Figure 2.4.85 I-V characteristics of the solar cell currentIV_characteristics_new.dat (nextnano³). In the bias regime 0-1 V the system works as a solar cell.

5. Solar efficiency

From the I-V curve the solar cell power density \(P_\mathrm{out}=-IV\) and the efficiency \(\eta=\frac{P_\mathrm{out}}{P_\mathrm{sun}}\) are calculated. For the present device under 1 sun, the maximum efficiency of 15.8% (nextnano++) / 17.0% (nextnano3) is achieved at the bias 0.9 V (Figure 2.4.86, Figure 2.4.87 red).
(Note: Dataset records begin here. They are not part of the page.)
//! Platform registry and per-platform rewrite rules
//!
//! Platforms form a closed, enumerated set resolved at startup. Each platform
//! carries one immutable rule describing which backend sub-paths are already
//! canonical (passthrough prefixes) and where bare identifiers live (the
//! rewrite target). Keeping the set closed lets the rules be exhaustively
//! validated for overlap instead of trusting a runtime-mutable map.

use crate::error::{ProxyError, Result};
use std::fmt;
use std::str::FromStr;

/// The content platforms this proxy fronts
#[derive(Debug, Clone, Copy, PartialEq, Eq, Hash)]
pub enum Platform {
    /// Jenkins update center and plugin repository
    Jenkins,
    /// Node.js distribution mirror
    Node,
    /// Python package index mirror
    Python,
}

impl Platform {
    /// All known platforms, in registry order
    pub const ALL: [Platform; 3] = [Platform::Jenkins, Platform::Node, Platform::Python];

    /// The leading path segment that selects this platform
    pub fn prefix(&self) -> &'static str {
        match self {
            Platform::Jenkins => "jenkins",
            Platform::Node => "node",
            Platform::Python => "python",
        }
    }

    /// The rewrite rule for this platform
    pub fn rule(&self) -> &'static PlatformRule {
        match self {
            Platform::Jenkins => &JENKINS_RULE,
            Platform::Node => &NODE_RULE,
            Platform::Python => &PYTHON_RULE,
        }
    }
}

impl FromStr for Platform {
    type Err = ProxyError;

    fn from_str(s: &str) -> Result<Self> {
        Platform::ALL
            .iter()
            .copied()
            .find(|p| p.prefix() == s)
            .ok_or_else(|| ProxyError::UnknownPlatform(s.to_string()))
    }
}

impl fmt::Display for Platform {
    fn fmt(&self, f: &mut fmt::Formatter<'_>) -> fmt::Result {
        f.write_str(self.prefix())
    }
}

/// Rewrite rule for one platform.
///
/// `passthrough_prefixes` are checked in order; the first match wins. A path
/// matching none of them is rewritten under `rewrite_target`.
#[derive(Debug, Clone, PartialEq, Eq)]
pub struct PlatformRule {
    /// Platform prefix segment, without slashes
    pub prefix: &'static str,
    /// Backend sub-paths that are already canonical, highest priority first.
    /// Each ends with a slash.
    pub passthrough_prefixes: &'static [&'static str],
    /// Default location for bare identifiers, without slashes
    pub rewrite_target: &'static str,
}

static JENKINS_RULE: PlatformRule = PlatformRule {
    prefix: "jenkins",
    passthrough_prefixes: &["current/", "experimental/", "download/", "updates/"],
    rewrite_target: "current",
};

static NODE_RULE: PlatformRule = PlatformRule {
    prefix: "node",
    passthrough_prefixes: &["dist/", "download/"],
    rewrite_target: "dist",
};

static PYTHON_RULE: PlatformRule = PlatformRule {
    prefix: "python",
    passthrough_prefixes: &["simple/", "packages/"],
    rewrite_target: "simple",
};

/// Validate the whole registry for ambiguity.
///
/// Every passthrough prefix must end with a slash, and within one platform no
/// prefix may be a prefix of another, so exactly one rule can ever match a
/// given path. Run once at startup.
pub fn validate_rules() -> Result<()> {
    for platform in Platform::ALL {
        let rule = platform.rule();

        if rule.prefix.contains('/') || rule.rewrite_target.contains('/') {
            return Err(ProxyError::Config(format!(
                "platform '{}': prefix and rewrite target must be bare segments",
                rule.prefix
            )));
        }

        for (i, a) in rule.passthrough_prefixes.iter().enumerate() {
            if !a.ends_with('/') {
                return Err(ProxyError::Config(format!(
                    "platform '{}': passthrough prefix '{}' must end with '/'",
                    rule.prefix, a
                )));
            }
            for b in &rule.passthrough_prefixes[i + 1..] {
                if a.starts_with(b) || b.starts_with(a) {
                    return Err(ProxyError::Config(format!(
                        "platform '{}': ambiguous passthrough prefixes '{}' and '{}'",
                        rule.prefix, a, b
                    )));
                }
            }
        }

        // The rewrite target must itself be a passthrough prefix, otherwise
        // transformed output would not survive re-transformation unchanged.
        let target_prefix = format!("{}/", rule.rewrite_target);
        if !rule.passthrough_prefixes.contains(&target_prefix.as_str()) {
            return Err(ProxyError::Config(format!(
                "platform '{}': rewrite target '{}' is not among its passthrough prefixes",
                rule.prefix, rule.rewrite_target
            )));
        }
    }
    Ok(())
}
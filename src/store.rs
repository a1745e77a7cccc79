//! Cache store capability and the built-in in-memory implementation
//!
//! The physical store is an injected capability so the coordinator can be
//! exercised against fakes; the in-memory implementation here is the default
//! backend and the reference for store semantics: whole-resource entries
//! only, TTL expiry, and failures that degrade rather than fail a request.

use crate::cache_key::CacheKey;
use crate::config::ProxyConfig;
use crate::error::{ProxyError, Result};
use crate::models::CacheEntry;
use async_trait::async_trait;
use std::collections::HashMap;
use std::sync::RwLock;
use std::time::{Duration, SystemTime};
use tracing::{debug, warn};

/// Storage capability consulted by the coordinator.
///
/// Implementations must treat `put` as idempotent: writing the same key twice
/// with equal content is harmless (last write wins).
#[async_trait]
pub trait CacheStore: Send + Sync {
    /// Look up a stored entry.
    ///
    /// Returns `Ok(None)` on a miss; `Err` only when the store itself is
    /// unavailable (the caller treats that as a miss).
    async fn get(&self, key: &CacheKey) -> Result<Option<CacheEntry>>;

    /// Persist a full-content entry under a key.
    async fn put(&self, key: &CacheKey, entry: CacheEntry) -> Result<()>;
}

/// Store statistics for monitoring
#[derive(Debug, Clone, Default)]
pub struct StoreStats {
    pub entries: usize,
    pub bytes: usize,
    pub hits: u64,
    pub misses: u64,
}

struct StoredEntry {
    entry: CacheEntry,
    expires_at: SystemTime,
    last_accessed: SystemTime,
}

/// In-memory TTL cache store.
///
/// Entries expire after the configured TTL; when a size limit is set, least
/// recently used entries are evicted to make room for new data.
pub struct MemoryCacheStore {
    storage: RwLock<HashMap<String, StoredEntry>>,
    ttl: Duration,
    max_bytes: Option<usize>,
    stats: RwLock<StoreStats>,
}

impl MemoryCacheStore {
    /// Create a new store with the given entry lifetime
    pub fn new(ttl: Duration) -> Self {
        MemoryCacheStore {
            storage: RwLock::new(HashMap::new()),
            ttl,
            max_bytes: None,
            stats: RwLock::new(StoreStats::default()),
        }
    }

    /// Create a new store with a maximum total body size in bytes
    pub fn with_max_bytes(ttl: Duration, max_bytes: usize) -> Self {
        MemoryCacheStore {
            storage: RwLock::new(HashMap::new()),
            ttl,
            max_bytes: Some(max_bytes),
            stats: RwLock::new(StoreStats::default()),
        }
    }

    /// Create a store with the TTL and size limit from a proxy configuration;
    /// a zero `memory_store_max_bytes` means unbounded
    pub fn from_config(config: &ProxyConfig) -> Self {
        if config.memory_store_max_bytes > 0 {
            MemoryCacheStore::with_max_bytes(config.cache_ttl(), config.memory_store_max_bytes)
        } else {
            MemoryCacheStore::new(config.cache_ttl())
        }
    }

    /// Snapshot of current statistics
    pub fn stats(&self) -> StoreStats {
        let storage = self.storage.read().unwrap_or_else(|e| e.into_inner());
        let stats = self.stats.read().unwrap_or_else(|e| e.into_inner());
        StoreStats {
            entries: storage.len(),
            bytes: storage.values().map(|s| s.entry.body.len()).sum(),
            hits: stats.hits,
            misses: stats.misses,
        }
    }

    fn record(&self, hit: bool) {
        let mut stats = self.stats.write().unwrap_or_else(|e| e.into_inner());
        if hit {
            stats.hits += 1;
        } else {
            stats.misses += 1;
        }
    }

    /// Evict least recently used entries until `needed` bytes fit
    fn evict_lru(&self, storage: &mut HashMap<String, StoredEntry>, needed: usize) {
        let max = match self.max_bytes {
            Some(max) => max,
            None => return,
        };

        let mut in_use: usize = storage.values().map(|s| s.entry.body.len()).sum();
        if in_use + needed <= max {
            return;
        }

        let mut candidates: Vec<(String, SystemTime, usize)> = storage
            .iter()
            .map(|(k, v)| (k.clone(), v.last_accessed, v.entry.body.len()))
            .collect();
        candidates.sort_by_key(|(_, last_accessed, _)| *last_accessed);

        for (key, _, size) in candidates {
            if in_use + needed <= max {
                break;
            }
            storage.remove(&key);
            in_use = in_use.saturating_sub(size);
            debug!("evicted cache entry: key={}, freed={} bytes", key, size);
        }
    }
}

#[async_trait]
impl CacheStore for MemoryCacheStore {
    async fn get(&self, key: &CacheKey) -> Result<Option<CacheEntry>> {
        let now = SystemTime::now();

        let found = {
            let storage = self
                .storage
                .read()
                .map_err(|e| ProxyError::CacheReadError(format!("store lock poisoned: {}", e)))?;

            match storage.get(key.as_str()) {
                Some(stored) if stored.expires_at > now => Some(stored.entry.clone()),
                Some(_) => {
                    debug!("cache entry expired: key={}", key);
                    None
                }
                None => None,
            }
        };

        self.record(found.is_some());

        if found.is_some() {
            // Update recency for LRU (best effort; a poisoned lock here only
            // costs eviction accuracy)
            if let Ok(mut storage) = self.storage.write() {
                if let Some(stored) = storage.get_mut(key.as_str()) {
                    stored.last_accessed = now;
                }
            }
            debug!("cache hit: key={}", key);
        } else {
            debug!("cache miss: key={}", key);
        }

        Ok(found)
    }

    async fn put(&self, key: &CacheKey, entry: CacheEntry) -> Result<()> {
        let now = SystemTime::now();
        let size = entry.body.len();

        let mut storage = self
            .storage
            .write()
            .map_err(|e| ProxyError::CacheWriteSkipped(format!("store lock poisoned: {}", e)))?;

        // Replacing an existing key frees its bytes before the size check
        storage.remove(key.as_str());
        self.evict_lru(&mut storage, size);

        storage.insert(
            key.as_str().to_string(),
            StoredEntry {
                entry,
                expires_at: now + self.ttl,
                last_accessed: now,
            },
        );

        debug!("stored cache entry: key={}, size={} bytes", key, size);
        Ok(())
    }
}

/// A store that rejects every operation; used to exercise degradation paths
pub struct UnavailableStore;

#[async_trait]
impl CacheStore for UnavailableStore {
    async fn get(&self, key: &CacheKey) -> Result<Option<CacheEntry>> {
        warn!("cache store unavailable on get: key={}", key);
        Err(ProxyError::CacheReadError("store unavailable".to_string()))
    }

    async fn put(&self, key: &CacheKey, _entry: CacheEntry) -> Result<()> {
        warn!("cache store unavailable on put: key={}", key);
        Err(ProxyError::CacheWriteSkipped("store unavailable".to_string()))
    }
}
The theoretical limit for GaAs (band gap 1.42 eV at \(T=300~K\)) is around 30% under the AM1.5 condition without concentration [Sze].

../../../_images/solarcell_nnp_efficiency2.png

Figure 2.4.86 Solar cell efficiency \(\eta\) for no sunlight concentration (red) and 100-sun concentration (blue) by nextnano++. The data is contained in solar_cell_efficiency.dat.

../../../_images/solarcell_nn3_efficiency2.png

Figure 2.4.87 Solar cell efficiency \(\eta\) for no sunlight concentration (red) and 100-sun concentration (blue) by nextnano³. The data is contained in current/solar_cell_efficiency.dat.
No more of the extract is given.